DR. CYCLOPS
DR. CYCLOPS EE. UU., 1940
Título original: Dr. Cyclops
Dirección: Ernest B. Schoedsacks
Guión: Tom Kilpatrick
Producción: Dale Van Every para Paramount Pictures
Música: Ernst Toch, Gerard Carbonara y Albert Hay Mallote
Fotografía: Henry Sharp y Winton C. Hoch
Duración: 77 min.
IMDb:
Reparto: Albert Dekker (Dr. Alexander Thorkel); Thomas Coley (Bill Stockton), Janice Logan (Dra. Mary Robinson); Charles Halton (Dr. Rupert Bullfinch); Victor Kilian (Steve Baker); Frank Yaconelli (Pedro); Paul Fix (Dr. Mendoza); Frank Reicher (Profesor Kendall); Allen Fox (Taxista); Bill Wilkerson (Indio)

Sinopsis

Una expedición, bajo el mando del Dr. Bulfinch, se adentra en la selva sudamericana, en busca del Dr. Thorkel, eminente científico que ha inventado una máquina sorprendente, un artefacto capaz de reducir el tamaño de los seres vivos, instrumento que podría tener asombrosas aplicaciones. Cuando los expedicionarios encuentran a Thorkel, quedan maravillados por su invento, pero se muestran muy críticos con el científico cuando descubren que, para preservarlo, éste no ha dudado en asesinar a un colega que pretendía darlo a conocer al mundo entero. Thorkel, obsesionado con mantener en secreto su fantástica máquina, hace prisioneros a Bulfinch y su grupo, reduciéndolos de tamaño. Convertidos en homúnculos, el Dr. Bulfinch y los demás deberán emprender una desesperada lucha para sobrevivir.

DR. CYCLOPS ha pasado a la historia del cine fantástico por ser la primera película del género rodada íntegramente en un magnífico Technicolor, del que los directores de fotografía, Henry Sharps y Winton C. Hoch (éste último futuro colaborador del Maestro John Ford, aquí en su primer trabajo para el cine), sacaron un partido admirable, a la hora de recrear la opresiva atmósfera del reducido decorado donde se desarrolla la mayor parte de la acción. Pero sus méritos van más allá de lo puramente estético. Film menor pero notablemente ingenioso, su considerable influencia en la cinematografía de temática fantástica puede rastrearse en títulos tan señeros como EL INCREÍBLE HOMBRE MENGUANTE (THE INCREDIBLE SHRINKING MAN, Jack Arnold, 1957), obra que tiene no pocos puntos en común con la modesta pero lograda cinta de Schoedsacks. Es también uno de los títulos capitales dentro del sub-género de los Mad Doctors, con un personaje principal, el enloquecido científico, que devendría en un rol arquetípico en futuras producciones de similar corte.

Aunque presenta una excesiva carga de ingenuidades argumentales, explicitadas en una puesta en escena un tanto formularia, Dr.
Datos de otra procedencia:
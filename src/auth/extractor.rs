use axum::extract::FromRequestParts;
use axum::http::request::Parts;
use axum_extra::extract::CookieJar;

use crate::auth::jwt;
use crate::error::AppError;
use crate::state::SharedState;

/// The authenticated actor. Authorization for a specific capability is
/// layered on top via [`crate::auth::gate::Gate`].
#[derive(Debug, Clone)]
pub struct AuthUser {
    pub user_id: i64,
    pub name: String,
}

impl FromRequestParts<SharedState> for AuthUser {
    type Rejection = AppError;

    async fn from_request_parts(
        parts: &mut Parts,
        state: &SharedState,
    ) -> Result<Self, Self::Rejection> {
        // Try Bearer token from Authorization header first
        if let Some(auth_header) = parts.headers.get("authorization") {
            let auth_str = auth_header
                .to_str()
                .map_err(|_| AppError::Unauthorized("Invalid authorization header".to_string()))?;

            if let Some(token) = auth_str.strip_prefix("Bearer ") {
                let claims = jwt::decode_token(token, &state.config.jwt_secret)
                    .map_err(|_| AppError::Unauthorized("Invalid or expired token".to_string()))?;

                return Ok(AuthUser {
                    user_id: claims.sub,
                    name: claims.name,
                });
            }
        }

        // Try cookie-based auth
        let jar = CookieJar::from_headers(&parts.headers);
        if let Some(cookie) = jar.get("access_token") {
            let claims = jwt::decode_token(cookie.value(), &state.config.jwt_secret)
                .map_err(|_| AppError::Unauthorized("Invalid or expired token".to_string()))?;

            return Ok(AuthUser {
                user_id: claims.sub,
                name: claims.name,
            });
        }

        Err(AppError::Unauthorized(
            "Missing authentication token".to_string(),
        ))
    }
}
use chrono::{Duration, Utc};
use jsonwebtoken::{decode, encode, DecodingKey, EncodingKey, Header, Validation};
use serde::{Deserialize, Serialize};

#[derive(Debug, Serialize, Deserialize, Clone)]
pub struct Claims {
    pub sub: i64,
    pub name: String,
    pub exp: i64,
}

impl Claims {
    pub fn new(user_id: i64, name: String) -> Self {
        Self {
            sub: user_id,
            name,
            exp: (Utc::now() + Duration::hours(8)).timestamp(),
        }
    }
}

pub fn encode_token(claims: &Claims, secret: &str) -> Result<String, String> {
    encode(
        &Header::default(),
        claims,
        &EncodingKey::from_secret(secret.as_bytes()),
    )
    .map_err(|e| format!("JWT encode failed: {e}"))
}

pub fn decode_token(token: &str, secret: &str) -> Result<Claims, String> {
    decode::<Claims>(
        token,
        &DecodingKey::from_secret(secret.as_bytes()),
        &Validation::default(),
    )
    .map(|data| data.claims)
    .map_err(|e| format!("JWT decode failed: {e}"))
}
use serde::{Deserialize, Serialize};

use crate::models::Status;

#[derive(Debug, Clone, sqlx::FromRow, Serialize, Deserialize)]
pub struct Org {
    pub id: i64,
    pub name: String,
    #[sqlx(rename = "is_active")]
    pub status: Status,
}
use sqlx::PgPool;

use crate::models::Role;
use crate::options::OptionItem;

/// Roles as selector options, ordered by name.
pub async fn options(pool: &PgPool) -> Result<Vec<OptionItem>, sqlx::Error> {
    sqlx::query_as::<_, OptionItem>("SELECT id, name AS text FROM roles ORDER BY name ASC, id ASC")
        .fetch_all(pool)
        .await
}

/// The user's current role, if any. At most one row by schema constraint.
pub async fn role_for_user(pool: &PgPool, user_id: i64) -> Result<Option<Role>, sqlx::Error> {
    sqlx::query_as::<_, Role>(
        "SELECT r.id, r.name FROM roles r
         JOIN user_roles ur ON ur.role_id = r.id
         WHERE ur.user_id = $1",
    )
    .bind(user_id)
    .fetch_optional(pool)
    .await
}

pub async fn find_by_id(pool: &PgPool, id: i64) -> Result<Option<Role>, sqlx::Error> {
    sqlx::query_as::<_, Role>("SELECT id, name FROM roles WHERE id = $1")
        .bind(id)
        .fetch_optional(pool)
        .await
}

pub async fn create(pool: &PgPool, name: &str) -> Result<Role, sqlx::Error> {
    sqlx::query_as::<_, Role>("INSERT INTO roles (name) VALUES ($1) RETURNING id, name")
        .bind(name)
        .fetch_one(pool)
        .await
}

/// Second phase of role assignment: the caller resolves a role id to its
/// name, and this replaces the user's role membership by that name. The
/// lookup and the membership swap happen in one transaction.
pub async fn sync_for_user(pool: &PgPool, user_id: i64, role_name: &str) -> Result<(), sqlx::Error> {
    let mut tx = pool.begin().await?;

    let role_id: i64 = sqlx::query_scalar("SELECT id FROM roles WHERE name = $1")
        .bind(role_name)
        .fetch_one(&mut *tx)
        .await?;

    sqlx::query("DELETE FROM user_roles WHERE user_id = $1")
        .bind(user_id)
        .execute(&mut *tx)
        .await?;

    sqlx::query("INSERT INTO user_roles (user_id, role_id) VALUES ($1, $2)")
        .bind(user_id)
        .bind(role_id)
        .execute(&mut *tx)
        .await?;

    tx.commit().await
}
CYCLOPS es, en conjunto, una obra muy lograda, cuyo mayor mérito es su absoluta falta de pretensiones. Concebida como una película de puro entretenimiento, posee, no obstante, valores que elevan la calidad del resultado final, haciendo de ella una cinta más que notable. Los personajes están dibujados con notoria ambigüedad. Curiosamente, el Dr. Thorkel, villano de la función, es presentado desde una perspectiva comprensiva y algo patética, sugiriendo que, a pesar de todo, no hay mala intención en sus experimentos, y que se trata por tanto de un hombre que, obsesionado por su trabajo, ha perdido el norte. Su aspecto físico tampoco resulta terrorífico, sino más bien extravagante. Es, en definitiva, un personaje muy interesante, e incluso atractivo por su complejidad psicológica. En contraste, los supuestos héroes de la historia se nos antojan demasiado vulgares y estereotipados, y por ello mismo, bastante más antipáticos que el mad doctor. La inhumana frialdad con que planean matar a Thorkel tampoco dice mucho en favor de ellos, pues los equipara moralmente a ese sabio loco y asesino que tanto parecen despreciar. Es quizás este ambiguo tratamiento de los personajes, tan profundamente realista, el que consigue elevar el tono general de este film, proyectado en principio como una simple película de género.

Cinta llena de ideas y conceptos muy innovadores en su momento, Dr. CYCLOPS, sin brillar a la misma altura que su mítico e inolvidable KING KONG, es una de las obras más atractivas e interesantes de Ernest B. Schoedsacks, un realizador que contribuyó como ningún otro a la consolidación y dignificación del cine fantástico.